▸ **PROBLEM TO WORK ON**: Whenever a line in the material below includes "crate", copy that line.

▸ **DATA FOR THE TASK**:

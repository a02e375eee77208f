// This Source Code Form is subject to the terms of the Mozilla Public License, v. 2.0.
// If a copy of the MPL was not distributed with this file,
// You can obtain one at <https://mozilla.org/MPL/2.0/>.

//! # Atom groups for collective variables
//!
//! Per-step geometry of named atom groups inside a molecular-dynamics host:
//! reading positions through an [`AtomProxy`], fitting a group onto a
//! reference configuration (optimal rotation plus centering), and sending
//! forces computed in the fitted frame back to the host's atoms, including
//! the derivatives of the fit itself.
//!
//! A typical step for one group:
//!
//! ```
//! use colvar_atoms::prelude::*;
//! use glam::f64::DVec3;
//!
//! let positions = vec![
//!     DVec3::new(0.0, 0.0, 0.0),
//!     DVec3::new(1.0, 0.0, 0.0),
//!     DVec3::new(0.0, 1.0, 0.0),
//! ];
//! let mut proxy = InMemoryProxy::with_positions(positions.clone());
//! let mut group = AtomGroup::from_ids(&proxy, &[0, 1, 2])?
//!     .with_reference(positions, FitSettings { center: true, rotate: true, ..Default::default() })?;
//!
//! group.read_positions(&proxy);
//! let com = group.center_of_mass();
//! group.set_weighted_gradient(DVec3::X);
//! group.apply_colvar_force(&mut proxy, -0.5 * com.x);
//! # Ok::<(), colvar_atoms::AtomGroupError>(())
//! ```

pub mod atom;
pub mod error;
pub mod group;
pub mod logging;
pub mod proxy;
pub mod rotation;

pub use atom::Atom;
pub use error::{AtomGroupError, Result};
pub use group::AtomGroup;
pub use group::config::AtomGroupConfig;
pub use group::fit::FitSettings;
pub use group::registry::{GroupId, GroupRegistry};
pub use proxy::{AtomProxy, InMemoryProxy, ProxyIndex};
pub use rotation::OptimalRotation;

/// A module which is typically glob imported.
pub mod prelude {
    pub use crate::atom::Atom;
    pub use crate::group::AtomGroup;
    pub use crate::group::config::AtomGroupConfig;
    pub use crate::group::fit::FitSettings;
    pub use crate::group::registry::{GroupId, GroupRegistry};
    pub use crate::proxy::{AtomProxy, InMemoryProxy};
}

// End of File
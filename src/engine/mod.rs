//! The resolution engine.
//!
//! One [`Engine`] is built per process. It owns the rule-kind registry, the
//! package cache and the collaborator handles, and lends them by reference to
//! the workers of each run.
//!
//! ## Run phases
//!
//! ```text
//! Idle → Parsing → Resolving → Emitting → Idle
//!          │          │
//!          └──────────┴──→ Idle   (collaborator unavailable: abort)
//!
//! any ──→ Shutdown   (terminal, parser released once)
//! ```
//!
//! Every directory is parsed before any is resolved, so local candidates are
//! looked up in a complete cache.

mod lifecycle;
mod report;
mod run;

use std::path::Path;
use std::sync::Arc;

use tracing::{debug, info};

use crate::base::DirPath;
use crate::cache::{PackageCache, PackageEntry};
use crate::config::Config;
use crate::error::EngineError;
use crate::kinds::KindRegistry;
use crate::resolve::{ExternalResolver, SourceParser};

pub use lifecycle::{Lifecycle, Phase};
pub use report::{DirectoryFailure, DirectoryReport, RuleReport, RunReport, RunStatus};

/// Parses and resolves directories; one per process.
pub struct Engine {
    config: Config,
    registry: KindRegistry,
    cache: PackageCache,
    parser: Arc<dyn SourceParser>,
    external: Arc<dyn ExternalResolver>,
    lifecycle: Lifecycle,
    pool: rayon::ThreadPool,
}

impl Engine {
    /// Build an engine.
    ///
    /// When `config.cache_file` names an existing file the package cache is
    /// loaded from it; otherwise the cache starts empty.
    pub fn new(
        config: Config,
        parser: Arc<dyn SourceParser>,
        external: Arc<dyn ExternalResolver>,
    ) -> Result<Self, EngineError> {
        let cache = match config.cache_file.as_deref() {
            Some(path) if path.exists() => {
                let cache = PackageCache::load(path)?;
                info!(path = %path.display(), entries = cache.len(), "loaded package cache");
                cache
            }
            _ => PackageCache::new(),
        };
        Self::with_cache(config, parser, external, cache)
    }

    /// Build an engine around an existing cache.
    pub fn with_cache(
        config: Config,
        parser: Arc<dyn SourceParser>,
        external: Arc<dyn ExternalResolver>,
        cache: PackageCache,
    ) -> Result<Self, EngineError> {
        let registry = KindRegistry::new()?;
        let pool = rayon::ThreadPoolBuilder::new()
            .num_threads(config.workers)
            .thread_name(|i| format!("rulegen-worker-{i}"))
            .build()?;
        debug!(workers = pool.current_num_threads(), kinds = registry.len(), "engine ready");

        Ok(Self {
            config,
            registry,
            cache,
            parser,
            external,
            lifecycle: Lifecycle::new(),
            pool,
        })
    }

    /// Configuration the engine was built with.
    pub fn config(&self) -> &Config {
        &self.config
    }

    /// Registry of known rule kinds.
    pub fn registry(&self) -> &KindRegistry {
        &self.registry
    }

    /// Package cache shared by runs.
    pub fn cache(&self) -> &PackageCache {
        &self.cache
    }

    /// Current lifecycle phase.
    pub fn phase(&self) -> Phase {
        self.lifecycle.phase()
    }

    /// Number of worker threads.
    pub fn workers(&self) -> usize {
        self.pool.current_num_threads()
    }

    /// Forget a directory. Its declared types stop resolving locally.
    pub fn remove_directory(&self, path: &DirPath) -> Option<Arc<PackageEntry>> {
        let removed = self.cache.remove(path);
        if removed.is_some() {
            debug!(dir = %path, "removed package entry");
        }
        removed
    }

    /// Persist the package cache to `config.cache_file`, if one is set.
    pub fn save_cache(&self) -> Result<(), EngineError> {
        if let Some(path) = self.config.cache_file.as_deref() {
            self.save_cache_to(path)?;
        }
        Ok(())
    }

    /// Persist the package cache to `path`.
    pub fn save_cache_to(&self, path: &Path) -> Result<(), EngineError> {
        self.cache.save(path)?;
        info!(path = %path.display(), entries = self.cache.len(), "saved package cache");
        Ok(())
    }

    /// Stop the engine and release the parser collaborator.
    ///
    /// Safe to call any number of times; only the first call releases.
    pub fn shutdown(&self) {
        if self.lifecycle.shutdown() {
            info!("shutting down engine");
            self.parser.shutdown();
        }
    }

    /// True once [`Engine::shutdown`] has been called.
    pub fn is_shut_down(&self) -> bool {
        self.lifecycle.is_shut_down()
    }
}

impl std::fmt::Debug for Engine {
    fn fmt(&self, f: &mut std::fmt::Formatter<'_>) -> std::fmt::Result {
        f.debug_struct("Engine")
            .field("phase", &self.phase())
            .field("workers", &self.workers())
            .field("entries", &self.cache.len())
            .finish_non_exhaustive()
    }
}
//! In-memory collaborators shared by the integration tests.

#![allow(dead_code)]

use std::collections::{BTreeSet, HashMap, HashSet};
use std::path::{Path, PathBuf};
use std::sync::atomic::{AtomicUsize, Ordering};
use std::time::Duration;

use parking_lot::Mutex;
use rulegen::resolve::ImportReference;
use rulegen::{CollaboratorError, ExternalResolver, Label, ParsedFile, SourceParser, TypeName};

// ============================================================================
// PARSER
// ============================================================================

enum Response {
    Parsed(ParsedFile),
    Broken,
    /// Times out this many times, then parses.
    Flaky(u32, ParsedFile),
    AlwaysTimeout,
    Unavailable,
}

/// A parser that answers from a table of canned responses.
#[derive(Default)]
pub struct FakeParser {
    files: HashMap<PathBuf, Response>,
    attempts: Mutex<HashMap<PathBuf, u32>>,
    calls: AtomicUsize,
    shutdowns: AtomicUsize,
}

pub fn parsed(package: &str, declares: &[&str], imports: &[&str], runtime: &[&str]) -> ParsedFile {
    let imports = imports
        .iter()
        .map(|ty| ImportReference::compile_time(*ty))
        .chain(runtime.iter().map(|ty| ImportReference::runtime_only(*ty)))
        .collect();
    ParsedFile {
        package_name: Some(package.into()),
        declared_types: declares.iter().map(|ty| TypeName::new(ty)).collect::<BTreeSet<_>>(),
        imports,
    }
}

impl FakeParser {
    pub fn new() -> Self {
        Self::default()
    }

    pub fn file(mut self, path: &str, file: ParsedFile) -> Self {
        self.files.insert(PathBuf::from(path), Response::Parsed(file));
        self
    }

    pub fn broken(mut self, path: &str) -> Self {
        self.files.insert(PathBuf::from(path), Response::Broken);
        self
    }

    pub fn flaky(mut self, path: &str, timeouts: u32, file: ParsedFile) -> Self {
        self.files.insert(PathBuf::from(path), Response::Flaky(timeouts, file));
        self
    }

    pub fn always_timeout(mut self, path: &str) -> Self {
        self.files.insert(PathBuf::from(path), Response::AlwaysTimeout);
        self
    }

    pub fn unavailable(mut self, path: &str) -> Self {
        self.files.insert(PathBuf::from(path), Response::Unavailable);
        self
    }

    pub fn calls(&self) -> usize {
        self.calls.load(Ordering::SeqCst)
    }

    pub fn shutdowns(&self) -> usize {
        self.shutdowns.load(Ordering::SeqCst)
    }
}

fn timeout(operation: String, timeout: Duration) -> CollaboratorError {
    CollaboratorError::Timeout { operation, timeout }
}

impl SourceParser for FakeParser {
    fn parse(&self, file: &Path, limit: Duration) -> Result<ParsedFile, CollaboratorError> {
        self.calls.fetch_add(1, Ordering::SeqCst);
        let attempt = {
            let mut attempts = self.attempts.lock();
            let count = attempts.entry(file.to_path_buf()).or_insert(0);
            *count += 1;
            *count
        };

        match self.files.get(file) {
            Some(Response::Parsed(parsed)) => Ok(parsed.clone()),
            Some(Response::Flaky(timeouts, parsed)) if attempt > *timeouts => Ok(parsed.clone()),
            Some(Response::Flaky(..)) | Some(Response::AlwaysTimeout) => {
                Err(timeout(format!("parse {}", file.display()), limit))
            }
            Some(Response::Unavailable) => Err(CollaboratorError::Unavailable("parser exited".into())),
            Some(Response::Broken) => Err(CollaboratorError::Parse {
                path: file.to_path_buf(),
                message: "unexpected token".into(),
            }),
            None => Err(CollaboratorError::Parse {
                path: file.to_path_buf(),
                message: "no such file".into(),
            }),
        }
    }

    fn shutdown(&self) {
        self.shutdowns.fetch_add(1, Ordering::SeqCst);
    }
}

// ============================================================================
// EXTERNAL RESOLVER
// ============================================================================

/// An external resolver backed by a map from type name to artifact label.
#[derive(Default)]
pub struct FakeExternal {
    artifacts: HashMap<String, Label>,
    timeouts: HashSet<String>,
    unavailable: bool,
    calls: AtomicUsize,
}

impl FakeExternal {
    pub fn new() -> Self {
        Self::default()
    }

    pub fn artifact(mut self, ty: &str, label: &str) -> Self {
        self.artifacts.insert(ty.to_string(), label.parse().unwrap());
        self
    }

    /// Every lookup of `ty` times out.
    pub fn hangs_on(mut self, ty: &str) -> Self {
        self.timeouts.insert(ty.to_string());
        self
    }

    pub fn unavailable(mut self) -> Self {
        self.unavailable = true;
        self
    }

    pub fn calls(&self) -> usize {
        self.calls.load(Ordering::SeqCst)
    }
}

impl ExternalResolver for FakeExternal {
    fn resolve(&self, ty: &TypeName, limit: Duration) -> Result<Option<Label>, CollaboratorError> {
        self.calls.fetch_add(1, Ordering::SeqCst);
        if self.unavailable {
            return Err(CollaboratorError::Unavailable("coordinate index offline".into()));
        }
        let key = ty.to_string();
        if self.timeouts.contains(&key) {
            return Err(timeout(format!("resolve {ty}"), limit));
        }
        Ok(self.artifacts.get(&key).cloned())
    }
}

pub fn label(s: &str) -> Label {
    s.parse().unwrap()
}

▸ **TASK OUTPUT**:
    pub use crate::atom::Atom;
    pub use crate::group::AtomGroup;
    pub use crate::group::config::AtomGroupConfig;
    pub use crate::group::fit::FitSettings;
    pub use crate::group::registry::{GroupId, GroupRegistry};
    pub use crate::proxy::{AtomProxy, InMemoryProxy};
use crate::base::DirPath;
use crate::cache::{PackageCache, PackageEntry};
use crate::config::Config;
use crate::error::EngineError;
use crate::kinds::KindRegistry;
use crate::resolve::{ExternalResolver, SourceParser};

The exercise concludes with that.